Look below for the line containing "let project_id = if" and the line containing "the same project."; repeat exactly those two lines and all lines between them, and nothing else.

=== Begin Enclosure ===

//! Handlers for the `/users` resource (staff and resident management).
//!
//! All handlers require at least the `admin` role via [`RequireAdmin`].

use axum::extract::{Path, Query, State};
use axum::http::StatusCode;
use axum::Json;
use serde::Deserialize;
use veranda_core::audit::{
    ACTION_USER_CREATE, ACTION_USER_DEACTIVATE, ACTION_USER_RESET_PASSWORD, ACTION_USER_UPDATE,
};
use veranda_core::error::CoreError;
use veranda_core::roles::{ROLE_ADMIN, ROLE_SUPER_ADMIN, STAFF_ROLES};
use veranda_core::types::DbId;
use veranda_db::models::user::{CreateUser, UpdateUser, User, UserResponse};
use veranda_db::repositories::{RoleRepo, UnitRepo, UserRepo};

use crate::audit;
use crate::auth::password::{hash_password, validate_password_strength, MIN_PASSWORD_LENGTH};
use crate::error::{AppError, AppResult};
use crate::middleware::rbac::{RequireAdmin, RequireSuperAdmin};
use crate::query::ProjectScopeParams;
use crate::response::ApiResponse;
use crate::state::AppState;

// ---------------------------------------------------------------------------
// Request types
// ---------------------------------------------------------------------------

/// Request body for `POST /users`.
#[derive(Debug, Deserialize)]
pub struct CreateUserRequest {
    pub username: String,
    pub email: String,
    pub phone: Option<String>,
    pub password: String,
    /// Role name, e.g. `"resident"` or `"security"`.
    pub role: String,
    pub unit_id: Option<DbId>,
}

/// Request body for `PUT /users/{id}`.
#[derive(Debug, Deserialize)]
pub struct UpdateUserRequest {
    pub username: Option<String>,
    pub email: Option<String>,
    pub phone: Option<String>,
    pub role: Option<String>,
    pub unit_id: Option<DbId>,
    pub is_active: Option<bool>,
}

/// Request body for `POST /users/{id}/reset-password`.
#[derive(Debug, Deserialize)]
pub struct ResetPasswordRequest {
    pub new_password: String,
}

// ---------------------------------------------------------------------------
// Handlers
// ---------------------------------------------------------------------------

/// POST /api/v1/users
///
/// Create a user in the caller's project. Admin and super-admin accounts
/// can only be minted by a super admin; super-admin accounts carry no
/// project. Validates password strength, hashes it, and returns a safe
/// [`UserResponse`] with 201 Created.
pub async fn create_user(
    State(state): State<AppState>,
    RequireAdmin(admin): RequireAdmin,
    Query(scope): Query<ProjectScopeParams>,
    Json(input): Json<CreateUserRequest>,
) -> AppResult<(StatusCode, Json<ApiResponse<UserResponse>>)> {
    // Only a super admin may mint admin or super-admin accounts. Super-admin
    // accounts carry no project; everything else lands in the resolved scope.
    let project_id = if input.role == ROLE_SUPER_ADMIN {
        if admin.role != ROLE_SUPER_ADMIN {
            return Err(AppError::Core(CoreError::Forbidden(
                "Only a super admin may create super admin accounts".into(),
            )));
        }
        None
    } else {
        if input.role == ROLE_ADMIN && admin.role != ROLE_SUPER_ADMIN {
            return Err(AppError::Core(CoreError::Forbidden(
                "Only a super admin may create admin accounts".into(),
            )));
        }
        Some(admin.project_scope(scope.project_id)?)
    };

    validate_password_strength(&input.password, MIN_PASSWORD_LENGTH)
        .map_err(|msg| AppError::Core(CoreError::Validation(msg)))?;

    let role = RoleRepo::find_by_name(&state.pool, &input.role)
        .await?
        .ok_or_else(|| {
            AppError::Core(CoreError::Validation(format!(
                "Unknown role: {}",
                input.role
            )))
        })?;

    // A unit assignment must point into the same project.
    if let Some(unit_id) = input.unit_id {
        let unit = UnitRepo::find_by_id(&state.pool, unit_id)
            .await?
            .ok_or(AppError::Core(CoreError::NotFound {
                entity: "Unit",
                id: unit_id,
            }))?;
        if Some(unit.project_id) != project_id {
            return Err(AppError::Core(CoreError::Validation(
                "Unit belongs to another project".into(),
            )));
        }
    }

    let hashed = hash_password(&input.password)
        .map_err(|e| AppError::InternalError(format!("Password hashing error: {e}")))?;

    let create_dto = CreateUser {
        username: input.username,
        email: input.email,
        phone: input.phone,
        password_hash: hashed,
        role_id: role.id,
        project_id,
        unit_id: input.unit_id,
    };

    let user = UserRepo::create(&state.pool, &create_dto).await?;
    audit::record(
        &state.pool,
        &admin,
        ACTION_USER_CREATE,
        "user",
        Some(user.id),
        None,
    )
    .await;

    let response = build_user_response(&user, role.name);
    Ok((StatusCode::CREATED, Json(ApiResponse::new(response))))
}

/// GET /api/v1/users
///
/// List the caller's project users with resolved role names.
pub async fn list_users(
    State(state): State<AppState>,
    RequireAdmin(admin): RequireAdmin,
    Query(scope): Query<ProjectScopeParams>,
) -> AppResult<Json<ApiResponse<Vec<UserResponse>>>> {
    let project_id = admin.project_scope(scope.project_id)?;
    let users = UserRepo::list_by_project(&state.pool, project_id).await?;

    // Pre-fetch all roles to avoid N+1 queries.
    let roles = RoleRepo::list(&state.pool).await?;

    let responses: Vec<UserResponse> = users
        .iter()
        .map(|u| {
            let role_name = roles
                .iter()
                .find(|r| r.id == u.role_id)
                .map(|r| r.name.clone())
                .unwrap_or_else(|| "unknown".to_string());
            build_user_response(u, role_name)
        })
        .collect();

    Ok(Json(ApiResponse::new(responses)))
}

/// GET /api/v1/users/all
///
/// List users across all projects. Super admin only.
pub async fn list_all_users(
    State(state): State<AppState>,
    RequireSuperAdmin(_admin): RequireSuperAdmin,
) -> AppResult<Json<ApiResponse<Vec<UserResponse>>>> {
    let users = UserRepo::list(&state.pool).await?;
    let roles = RoleRepo::list(&state.pool).await?;

    let responses: Vec<UserResponse> = users
        .iter()
        .map(|u| {
            let role_name = roles
                .iter()
                .find(|r| r.id == u.role_id)
                .map(|r| r.name.clone())
                .unwrap_or_else(|| "unknown".to_string());
            build_user_response(u, role_name)
        })
        .collect();

    Ok(Json(ApiResponse::new(responses)))
}

/// GET /api/v1/users/{id}
pub async fn get_user(
    State(state): State<AppState>,
    RequireAdmin(admin): RequireAdmin,
    Path(id): Path<DbId>,
) -> AppResult<Json<ApiResponse<UserResponse>>> {
    let user = find_scoped_user(&state, &admin, id).await?;
    let role_name = RoleRepo::resolve_name(&state.pool, user.role_id).await?;
    Ok(Json(ApiResponse::new(build_user_response(&user, role_name))))
}

/// PATCH /api/v1/users/{id}
///
/// Update a user's profile fields (not password).
pub async fn update_user(
    State(state): State<AppState>,
    RequireAdmin(admin): RequireAdmin,
    Path(id): Path<DbId>,
    Json(input): Json<UpdateUserRequest>,
) -> AppResult<Json<ApiResponse<UserResponse>>> {
    find_scoped_user(&state, &admin, id).await?;

    let role_id = match &input.role {
        Some(name) => {
            // Project-scoped accounts cannot become super admins; promotion
            // to admin is reserved for super admins.
            if name == ROLE_SUPER_ADMIN {
                return Err(AppError::Core(CoreError::Forbidden(
                    "Cannot promote a user to super admin".into(),
                )));
            }
            if name == ROLE_ADMIN && admin.role != ROLE_SUPER_ADMIN {
                return Err(AppError::Core(CoreError::Forbidden(
                    "Only a super admin may promote a user to admin".into(),
                )));
            }
            let role = RoleRepo::find_by_name(&state.pool, name)
                .await?
                .ok_or_else(|| {
                    AppError::Core(CoreError::Validation(format!("Unknown role: {name}")))
                })?;
            Some(role.id)
        }
        None => None,
    };

    let update_dto = UpdateUser {
        username: input.username,
        email: input.email,
        phone: input.phone,
        role_id,
        unit_id: input.unit_id,
        is_active: input.is_active,
    };

    let user = UserRepo::update(&state.pool, id, &update_dto)
        .await?
        .ok_or(AppError::Core(CoreError::NotFound { entity: "User", id }))?;

    audit::record(
        &state.pool,
        &admin,
        ACTION_USER_UPDATE,
        "user",
        Some(id),
        None,
    )
    .await;

    let role_name = RoleRepo::resolve_name(&state.pool, user.role_id).await?;
    Ok(Json(ApiResponse::new(build_user_response(&user, role_name))))
}

/// DELETE /api/v1/users/{id}
///
/// Deactivate a user (blocks login, keeps history). Returns 204 No Content.
pub async fn deactivate_user(
    State(state): State<AppState>,
    RequireAdmin(admin): RequireAdmin,
    Path(id): Path<DbId>,
) -> AppResult<StatusCode> {
    find_scoped_user(&state, &admin, id).await?;

    let deactivated = UserRepo::deactivate(&state.pool, id).await?;
    if deactivated {
        audit::record(
            &state.pool,
            &admin,
            ACTION_USER_DEACTIVATE,
            "user",
            Some(id),
            None,
        )
        .await;
        Ok(StatusCode::NO_CONTENT)
    } else {
        Err(AppError::Core(CoreError::NotFound { entity: "User", id }))
    }
}

/// POST /api/v1/users/{id}/reset-password
///
/// Admin-initiated password reset. Revokes nothing; the user's existing
/// sessions stay valid until their refresh tokens expire.
pub async fn reset_password(
    State(state): State<AppState>,
    RequireAdmin(admin): RequireAdmin,
    Path(id): Path<DbId>,
    Json(input): Json<ResetPasswordRequest>,
) -> AppResult<StatusCode> {
    find_scoped_user(&state, &admin, id).await?;

    validate_password_strength(&input.new_password, MIN_PASSWORD_LENGTH)
        .map_err(|msg| AppError::Core(CoreError::Validation(msg)))?;

    let hashed = hash_password(&input.new_password)
        .map_err(|e| AppError::InternalError(format!("Password hashing error: {e}")))?;

    let updated = UserRepo::set_password_hash(&state.pool, id, &hashed).await?;
    if updated {
        audit::record(
            &state.pool,
            &admin,
            ACTION_USER_RESET_PASSWORD,
            "user",
            Some(id),
            None,
        )
        .await;
        Ok(StatusCode::NO_CONTENT)
    } else {
        Err(AppError::Core(CoreError::NotFound { entity: "User", id }))
    }
}

/// GET /api/v1/users/staff
///
/// List the project's on-site staff (security + maintenance).
pub async fn list_staff(
    State(state): State<AppState>,
    RequireAdmin(admin): RequireAdmin,
    Query(scope): Query<ProjectScopeParams>,
) -> AppResult<Json<ApiResponse<Vec<UserResponse>>>> {
    let project_id = admin.project_scope(scope.project_id)?;

    let mut staff = Vec::new();
    for role_name in STAFF_ROLES {
        let users = UserRepo::list_active_by_role(&state.pool, project_id, role_name).await?;
        staff.extend(
            users
                .iter()
                .map(|u| build_user_response(u, role_name.to_string())),
        );
    }

    Ok(Json(ApiResponse::new(staff)))
}

// ---------------------------------------------------------------------------
// Helpers
// ---------------------------------------------------------------------------

/// Fetch a user and verify they belong to the caller's project.
async fn find_scoped_user(state: &AppState, admin: &crate::middleware::auth::AuthUser, id: DbId) -> AppResult<User> {
    let user = UserRepo::find_by_id(&state.pool, id)
        .await?
        .ok_or(AppError::Core(CoreError::NotFound { entity: "User", id }))?;
    if let Some(user_project) = user.project_id {
        admin.check_project(user_project)?;
    } else if admin.project_id.is_some() {
        // Project admins cannot touch unscoped (super admin) accounts.
        return Err(AppError::Core(CoreError::Forbidden(
            "Cannot manage accounts outside your project".into(),
        )));
    }
    Ok(user)
}

/// Build a [`UserResponse`] from a [`User`] and a pre-resolved role name.
fn build_user_response(user: &User, role: String) -> UserResponse {
    UserResponse {
        id: user.id,
        username: user.username.clone(),
        email: user.email.clone(),
        phone: user.phone.clone(),
        role,
        role_id: user.role_id,
        project_id: user.project_id,
        unit_id: user.unit_id,
        is_active: user.is_active,
        last_login_at: user.last_login_at,
        created_at: user.created_at,
    }
}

=== End Enclosure ===

Written answer
    let project_id = if input.role == ROLE_SUPER_ADMIN {
        if admin.role != ROLE_SUPER_ADMIN {
            return Err(AppError::Core(CoreError::Forbidden(
                "Only a super admin may create super admin accounts".into(),
            )));
        }
        None
    } else {
        if input.role == ROLE_ADMIN && admin.role != ROLE_SUPER_ADMIN {
            return Err(AppError::Core(CoreError::Forbidden(
                "Only a super admin may create admin accounts".into(),
            )));
        }
        Some(admin.project_scope(scope.project_id)?)
    };

    validate_password_strength(&input.password, MIN_PASSWORD_LENGTH)
        .map_err(|msg| AppError::Core(CoreError::Validation(msg)))?;

    let role = RoleRepo::find_by_name(&state.pool, &input.role)
        .await?
        .ok_or_else(|| {
            AppError::Core(CoreError::Validation(format!(
                "Unknown role: {}",
                input.role
            )))
        })?;

    // A unit assignment must point into the same project.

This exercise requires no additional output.